Written by: Dr. Michael Weiss
At some point in our lives, youthful naivete gave way to mature sensibility, and we realized that our deepest desires aren’t achieved simply by breathing heavy over a flaming cake.
But that never stopped us from hoping - which is why we still save our best wishes for birthdays.
New Year’s resolutions are in the same league.
Logic and past experience tell us that making them is kind of futile - whom do you know that ever kept one for more than an hour? - but our youthful sense of hopefulness spurs us on. That’s why, with the birth of every new year, we tick off our list of things to do, be, become or change. Lose weight? Get in shape? Save more money? Organize our closets? Spend more time with our kids?
There’s something about January 1 that makes us stock of our deficiencies and commit to reversing them.
I don’t know if it’s a cultural quirk: After all, we Americans just never seem to be satisfied with the way things are, so our restlessness shows in our New Year’s customs. Or if it’s a human nature thing: Do the people of %5EMapan make New Year’s resolutions, too? If so, are they better at keeping them? Is that why they weigh less and save more than we Americans do?
I suspect that it’s both. Sure, we have our own cultural idiosyncrasies, but we’re also people.
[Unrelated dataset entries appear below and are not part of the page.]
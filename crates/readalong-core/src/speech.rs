use std::process::{Child, Command, Stdio};
use std::sync::Mutex;
use tracing::{debug, warn};

pub trait SpeechPort: Send + Sync {
    /// Start speaking `text`, interrupting any utterance in progress.
    fn speak(&self, text: &str);

    fn is_speaking(&self) -> bool;

    /// Halt the current utterance, if any.
    fn stop(&self);

    /// False when the backend cannot produce speech at all.
    fn is_available(&self) -> bool {
        true
    }
}

/// Speech port that never speaks. Playback degrades to timer pacing.
#[derive(Debug, Default, Clone, Copy)]
pub struct NullSpeech;

impl SpeechPort for NullSpeech {
    fn speak(&self, _text: &str) {}

    fn is_speaking(&self) -> bool {
        false
    }

    fn stop(&self) {}

    fn is_available(&self) -> bool {
        false
    }
}

/// Speech through an external TTS program, one process per utterance.
///
/// The utterance is passed as the last argument, e.g. `espeak-ng -s 170 "text"`.
pub struct CommandSpeech {
    program: String,
    args: Vec<String>,
    available: bool,
    child: Mutex<Option<Child>>,
}

impl CommandSpeech {
    pub fn new(program: impl Into<String>, args: Vec<String>) -> Self {
        let program = program.into();
        let available = probe(&program);
        if !available {
            warn!(program = %program, "speech program not found");
        }
        CommandSpeech {
            program,
            args,
            available,
            child: Mutex::new(None),
        }
    }

    /// `espeak-ng` at the given speaking rate.
    pub fn espeak(words_per_minute: u32) -> Self {
        Self::new("espeak-ng", vec!["-s".into(), words_per_minute.to_string()])
    }

    pub fn program(&self) -> &str {
        &self.program
    }

    fn halt(slot: &mut Option<Child>) {
        if let Some(mut child) = slot.take() {
            // Already exited is fine.
            let _ = child.kill();
            let _ = child.wait();
        }
    }
}

fn probe(program: &str) -> bool {
    match Command::new(program)
        .arg("--version")
        .stdout(Stdio::null())
        .stderr(Stdio::null())
        .status()
    {
        Ok(_) => true,
        Err(e) => {
            debug!(program, error = %e, "speech program probe failed");
            false
        }
    }
}

impl SpeechPort for CommandSpeech {
    fn speak(&self, text: &str) {
        let mut slot = self.child.lock().unwrap_or_else(|e| e.into_inner());
        Self::halt(&mut slot);

        match Command::new(&self.program)
            .args(&self.args)
            .arg(text)
            .stdin(Stdio::null())
            .stdout(Stdio::null())
            .stderr(Stdio::null())
            .spawn()
        {
            Ok(child) => {
                debug!(program = %self.program, chars = text.len(), "utterance started");
                *slot = Some(child);
            }
            Err(e) => warn!(program = %self.program, error = %e, "failed to start speech"),
        }
    }

    fn is_speaking(&self) -> bool {
        let mut slot = self.child.lock().unwrap_or_else(|e| e.into_inner());
        let running = match slot.as_mut() {
            Some(child) => matches!(child.try_wait(), Ok(None)),
            None => false,
        };
        if !running {
            // Reap the finished process.
            Self::halt(&mut slot);
        }
        running
    }

    fn stop(&self) {
        let mut slot = self.child.lock().unwrap_or_else(|e| e.into_inner());
        Self::halt(&mut slot);
    }

    fn is_available(&self) -> bool {
        self.available
    }
}

impl Drop for CommandSpeech {
    fn drop(&mut self) {
        let slot = self.child.get_mut().unwrap_or_else(|e| e.into_inner());
        Self::halt(slot);
    }
}

#[cfg(test)]
mod tests {
    use super::*;

    #[test]
    fn test_null_speech_is_unavailable() {
        let s = NullSpeech;
        s.speak("hello");
        assert!(!s.is_speaking());
        assert!(!s.is_available());
    }

    #[test]
    fn test_missing_program_is_unavailable() {
        let s = CommandSpeech::new("definitely-not-a-tts-binary-7f3a", vec![]);
        assert!(!s.is_available());
        s.speak("hello");
        assert!(!s.is_speaking());
        s.stop();
    }

    #[test]
    fn test_unexecutable_program_is_unavailable() {
        // A plain file without the execute bit fails to spawn with PermissionDenied.
        let file = tempfile::NamedTempFile::new().unwrap();
        let s = CommandSpeech::new(file.path().to_string_lossy(), vec![]);
        assert!(!s.is_available());
    }
}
And all people need hope.
Nothing confers a sense of anticipation and expectation like knowing that a new year is right around the corner. That’s why we embrace the day and the opportunity. It’s a fresh start, a blank slate, an unwritten chapter. It’s an entire year of potential and possibility. It’s a chance for us to acknowledge past improprieties - eating too much, saving too little - and promise ourselves that we won’t repeat them.
In the rush of the moment, it doesn’t matter that most resolutions grow old as the year moves forward or that, if the things we resolve to do were really important, we’d do them regardless of the date on the calendar.
We make New Year’s resolutions for the same reason we make wishes on our birthday - because, no matter what our age, our mature sensibility hasn’t completely overshadowed our sense of youthful anticipation, and because we never stop thinking that this year just might be the one.